This article was initially available on our podcast. Click here to listen.

We’re going to do a little review and a review in the sense of not a recap but analyzing or looking at the capabilities of one of the systems, meaning practice management systems and clearinghouses out there. That’s Open Practice Solutions. The system that they provide is called OpenPM.

All about OpenPM

First of all, I want to say some positive things about OpenPM and Open Practice Solutions. They have a clearinghouse attached to them, which is Etactics. The organization seems to be very data-oriented. We have worked with them via one of our clients for quite a few years. They are overall quite good at reporting. They have a module in their system that is browser-based, by the way. 

You can create custom reports. You can pick from an enormous number of fields and select them and things like that. So there’s a lot of good options there. They are very cooperative. They’re willing to make modifications to change reports. They’re eager to do development to help you get what you need. So there are overall very positive things to say about OpenPM.

Denials analytics

Concerning denials analytics specifically, we’ve also given them positive reviews overall, in general, because very few systems provide denials data, meaning denials codes in a report. We can get denial codes from OpenPM, and that’s great. You can also get a denial description, which is fantastic because we’d like to have both. Both are very valuable. Very few systems allow you to get that information.

We have mentioned in the past that there are some limitations. One of those limitations for OpenPM is getting this information (it is located in a text field called “Note”). For instance, you have to be able to not only ignore nulls and all kinds of other information that’s irrelevant because some of those records have information that you don’t want. However, even when it does contain a form that you’re interested in, you have to parse out the code in the description because it’ll say something like “CO133”. 

Then there’ll be a caret and then an explanation and then another caret and then a bunch of numbers. So you’ve got to parse those things out. They’re not even always in that format. Sometimes, there’s information and then the caret and then the denial code. It can be a little bit goofy.

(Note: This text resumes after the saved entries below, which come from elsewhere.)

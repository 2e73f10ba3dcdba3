use std::collections::{BTreeMap, HashMap};
use std::sync::{Mutex, MutexGuard};

use crate::models::schedule;
use crate::models::todo::{NewTodo, TodoChanges, TodoItem};
use crate::models::user::{NewUser, User};
use crate::repository::{check_widths, RepositoryError, TodoRepository, UserRepository};

#[derive(Default)]
struct MemoryState {
    todos: BTreeMap<i32, TodoItem>,
    last_todo_id: i32,
    users: HashMap<String, User>,
}

/// Process-local store for running without Postgres. Mirrors the table
/// constraints of the relational schema.
#[derive(Default)]
pub struct MemoryDatabase {
    state: Mutex<MemoryState>,
}

impl MemoryDatabase {
    pub fn new() -> Self {
        Self::default()
    }

    fn state(&self) -> Result<MutexGuard<'_, MemoryState>, RepositoryError> {
        self.state
            .lock()
            .map_err(|_| RepositoryError::Pool("memory store lock poisoned".to_string()))
    }
}

fn check_schedule(
    start: Option<chrono::DateTime<chrono::Utc>>,
    end: Option<chrono::DateTime<chrono::Utc>>,
) -> Result<(), RepositoryError> {
    schedule::validate(start, end)
        .map_err(|e| RepositoryError::Constraint(format!("ck_todos_schedule: {e}")))
}

impl MemoryState {
    fn owned_mut(&mut self, owner: &str, id: i32) -> Option<&mut TodoItem> {
        self.todos.get_mut(&id).filter(|todo| todo.user_id == owner)
    }
}

impl TodoRepository for MemoryDatabase {
    fn list_todos(&self, owner: &str) -> Result<Vec<TodoItem>, RepositoryError> {
        let state = self.state()?;
        Ok(state
            .todos
            .values()
            .filter(|todo| todo.user_id == owner)
            .cloned()
            .collect())
    }

    fn find_todo(&self, owner: &str, id: i32) -> Result<Option<TodoItem>, RepositoryError> {
        let state = self.state()?;
        Ok(state
            .todos
            .get(&id)
            .filter(|todo| todo.user_id == owner)
            .cloned())
    }

    fn insert_todo(&self, todo: NewTodo) -> Result<TodoItem, RepositoryError> {
        check_widths(&todo)?;
        check_schedule(todo.start_at_utc, todo.end_at_utc)?;
        let mut state = self.state()?;
        state.last_todo_id += 1;
        let item = TodoItem {
            id: state.last_todo_id,
            title: todo.title,
            description: todo.description,
            is_completed: todo.is_completed,
            priority: todo.priority,
            start_at_utc: todo.start_at_utc,
            end_at_utc: todo.end_at_utc,
            user_id: todo.user_id,
        };
        state.todos.insert(item.id, item.clone());
        Ok(item)
    }

    fn update_todo(
        &self,
        owner: &str,
        id: i32,
        changes: TodoChanges,
    ) -> Result<Option<TodoItem>, RepositoryError> {
        check_widths(&changes)?;
        check_schedule(changes.start_at_utc, changes.end_at_utc)?;
        let mut state = self.state()?;
        Ok(state.owned_mut(owner, id).map(|todo| {
            changes.apply_to(todo);
            todo.clone()
        }))
    }

    fn toggle_todo(&self, owner: &str, id: i32) -> Result<Option<TodoItem>, RepositoryError> {
        let mut state = self.state()?;
        Ok(state.owned_mut(owner, id).map(|todo| {
            todo.is_completed = !todo.is_completed;
            todo.clone()
        }))
    }

    fn delete_todo(&self, owner: &str, id: i32) -> Result<bool, RepositoryError> {
        let mut state = self.state()?;
        if state.owned_mut(owner, id).is_none() {
            return Ok(false);
        }
        Ok(state.todos.remove(&id).is_some())
    }
}

impl UserRepository for MemoryDatabase {
    fn insert_user(&self, user: NewUser) -> Result<User, RepositoryError> {
        check_widths(&user)?;
        let mut state = self.state()?;
        if state
            .users
            .values()
            .any(|existing| existing.normalized_email == user.normalized_email)
        {
            return Err(RepositoryError::Conflict(format!(
                "users_normalized_email_key: {}",
                user.normalized_email
            )));
        }
        if state.users.contains_key(&user.id) {
            return Err(RepositoryError::Conflict(format!("users_pkey: {}", user.id)));
        }
        let user = User::from(user);
        state.users.insert(user.id.clone(), user.clone());
        Ok(user)
    }

    fn find_user_by_email(&self, normalized_email: &str) -> Result<Option<User>, RepositoryError> {
        let state = self.state()?;
        Ok(state
            .users
            .values()
            .find(|user| user.normalized_email == normalized_email)
            .cloned())
    }

    fn find_user_by_id(&self, id: &str) -> Result<Option<User>, RepositoryError> {
        let state = self.state()?;
        Ok(state.users.get(id).cloned())
    }
}
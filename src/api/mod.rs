pub mod api;
pub mod auth;
pub mod openapi;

Overall, it’s great to have that information. You can get it out. We can parse out those codes using software to bill that. So it’s some work, but nothing that we can’t get through.

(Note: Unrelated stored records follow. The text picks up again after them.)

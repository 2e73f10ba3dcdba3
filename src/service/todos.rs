use std::sync::Arc;

use validator::Validate;

use crate::cache::{OutputCache, TODOS_TAG};
use crate::error::AppError;
use crate::models::schedule::Schedule;
use crate::models::todo::{CreateTodo, NewTodo, TodoChanges, TodoItem, UpdateTodo};
use crate::repository::Store;
use crate::service::blocking;

/// The todo operations behind both the REST and the GraphQL surface.
#[derive(Clone)]
pub struct TodoService {
    store: Arc<dyn Store>,
    cache: OutputCache,
}

fn validate_title(title: &str) -> Result<String, AppError> {
    let title = title.trim();
    if title.is_empty() {
        return Err(AppError::Validation("Title is required.".to_string()));
    }
    Ok(title.to_string())
}

impl TodoService {
    pub fn new(store: Arc<dyn Store>, cache: OutputCache) -> Self {
        Self { store, cache }
    }

    pub fn cache(&self) -> &OutputCache {
        &self.cache
    }

    pub async fn list(&self, owner: &str) -> Result<Vec<TodoItem>, AppError> {
        let owner = owner.to_string();
        blocking(&self.store, move |store| store.list_todos(&owner)).await
    }

    pub async fn get(&self, owner: &str, id: i32) -> Result<Option<TodoItem>, AppError> {
        let owner = owner.to_string();
        blocking(&self.store, move |store| store.find_todo(&owner, id)).await
    }

    pub async fn create(&self, owner: &str, input: CreateTodo) -> Result<TodoItem, AppError> {
        input.validate()?;
        let schedule = Schedule::parse(input.start_at_utc, input.end_at_utc)?;
        let new_todo = NewTodo {
            title: validate_title(&input.title)?,
            description: input.description.unwrap_or_default(),
            is_completed: false,
            priority: input.priority,
            start_at_utc: schedule.start_at_utc,
            end_at_utc: schedule.end_at_utc,
            user_id: owner.to_string(),
        };
        let todo = blocking(&self.store, move |store| store.insert_todo(new_todo)).await?;
        self.cache.evict_by_tag(TODOS_TAG);
        tracing::info!(todo_id = todo.id, user_id = owner, "created todo");
        Ok(todo)
    }

    pub async fn update(
        &self,
        owner: &str,
        id: i32,
        input: UpdateTodo,
    ) -> Result<TodoItem, AppError> {
        if self.get(owner, id).await?.is_none() {
            return Err(AppError::TodoNotFound);
        }
        input.validate()?;
        let schedule = Schedule::parse(input.start_at_utc, input.end_at_utc)?;
        let changes = TodoChanges {
            title: validate_title(&input.title)?,
            description: input.description.unwrap_or_default(),
            is_completed: input.is_completed,
            priority: input.priority,
            start_at_utc: schedule.start_at_utc,
            end_at_utc: schedule.end_at_utc,
        };
        let owner_id = owner.to_string();
        let todo = blocking(&self.store, move |store| store.update_todo(&owner_id, id, changes))
            .await?
            .ok_or(AppError::TodoNotFound)?;
        self.cache.evict_by_tag(TODOS_TAG);
        tracing::info!(todo_id = id, user_id = owner, "updated todo");
        Ok(todo)
    }

    pub async fn toggle(&self, owner: &str, id: i32) -> Result<TodoItem, AppError> {
        let owner_id = owner.to_string();
        let todo = blocking(&self.store, move |store| store.toggle_todo(&owner_id, id))
            .await?
            .ok_or(AppError::TodoNotFound)?;
        self.cache.evict_by_tag(TODOS_TAG);
        tracing::info!(todo_id = id, user_id = owner, completed = todo.is_completed, "toggled todo");
        Ok(todo)
    }

    pub async fn delete(&self, owner: &str, id: i32) -> Result<(), AppError> {
        let owner_id = owner.to_string();
        let deleted = blocking(&self.store, move |store| store.delete_todo(&owner_id, id)).await?;
        if !deleted {
            return Err(AppError::TodoNotFound);
        }
        self.cache.evict_by_tag(TODOS_TAG);
        tracing::info!(todo_id = id, user_id = owner, "deleted todo");
        Ok(())
    }
}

There is a more significant issue that we wanted to comment on to OpenPM, and that is that codes get smushed together. What do I mean by that? Well, I don’t mean that if you’ve got a CO109 and a CO133, you’ll get a CO133109 or something like that, or you’ll lose one of those things. What I mean is that typically, if you get, in an 835 file, which is an ANSI X12N format, an adjustment group like CO or PR and then you have a code like 133 or 109, 253, etc., then there is also a remark code like N220, MA27, N290, etc. There’s a lot of different remark codes.

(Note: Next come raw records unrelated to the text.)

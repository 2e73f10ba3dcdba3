use async_graphql::{Context, ErrorExtensions};

use crate::auth::Identity;
use crate::error::AppError;

/// Decides how much of an internal failure a GraphQL client gets to see.
#[derive(Debug, Clone, Copy)]
pub struct ErrorFilter {
    pub expose_internal: bool,
}

impl ErrorFilter {
    pub fn filter(&self, err: AppError) -> async_graphql::Error {
        let code = match &err {
            AppError::Validation(_) | AppError::Rejected(_) => "BAD_USER_INPUT",
            AppError::TodoNotFound => "NOT_FOUND",
            AppError::Unauthorized | AppError::InvalidCredentials => "UNAUTHENTICATED",
            err if err.is_internal() => "INTERNAL_SERVER_ERROR",
            _ => "BAD_REQUEST",
        };
        let message = if err.is_internal() {
            tracing::error!(error = %err, "graphql resolver failed");
            if self.expose_internal {
                err.to_string()
            } else {
                err.client_message()
            }
        } else {
            err.client_message()
        };
        async_graphql::Error::new(message).extend_with(|_, ext| ext.set("code", code))
    }
}

pub(crate) fn filter_error(ctx: &Context<'_>, err: AppError) -> async_graphql::Error {
    let filter = ctx
        .data_opt::<ErrorFilter>()
        .copied()
        .unwrap_or(ErrorFilter {
            expose_internal: false,
        });
    filter.filter(err)
}

pub(crate) fn current_user<'a>(ctx: &Context<'a>) -> async_graphql::Result<&'a Identity> {
    ctx.data_opt::<Identity>()
        .ok_or_else(|| filter_error(ctx, AppError::Unauthorized))
}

With OpenPM, in a case where there was, for example, an adjustment group and a code like a CO133 and then a remark code like N220, we would get CON220. That would be the information delivered to us in that note field that we’d be parsing out. Or COMA27, for example.

Identify patterns

Ideally, we would get both the adjustment group, the remark code, and the remark code. Whether they’re separated or not or formatted – that’s less of an issue because, again, we can develop software protocols to identify those patterns and pull out that information and parse it. That would all be fine. The problem is, it’s missing. So in the example, we gave (like a CO133 and an N220), we’ve lost 133. That’s an issue. It’s an issue because, at root, we’re an analytics company, and we’re missing a critical piece of information. That information is precious.

Reverse engineering

Now, it isn’t a total loss always because even if it’s missing, we can sometimes reverse-engineer the adjustment code from the description. So if it says “Incorrect patient demographics” or “The patient termed” or whatever the narrative might be, we could reverse-engineer and say, “Ah, that’s a CO. That’s a 109 or 133 or 253 or 45,” or whatever it might be. So we can reverse-engineer a number of those.

Even that can be complex because payers tend to have widely varying, in fact, wildly varying descriptions. Therefore, you need natural language processing to handle all of those and then convert those to a lookup table for those adjustment codes. So it is possible, but it’s a lot of work. It’s challenging. Even with that, it doesn’t always work. You can’t always find the missing adjustment code.

Final thought

I’m going to pause there. We’ll come back and talk more about this particular issue for OpenPM in a follow-up podcast. So that’s a little bit of information about OpenPM and their denials management reporting.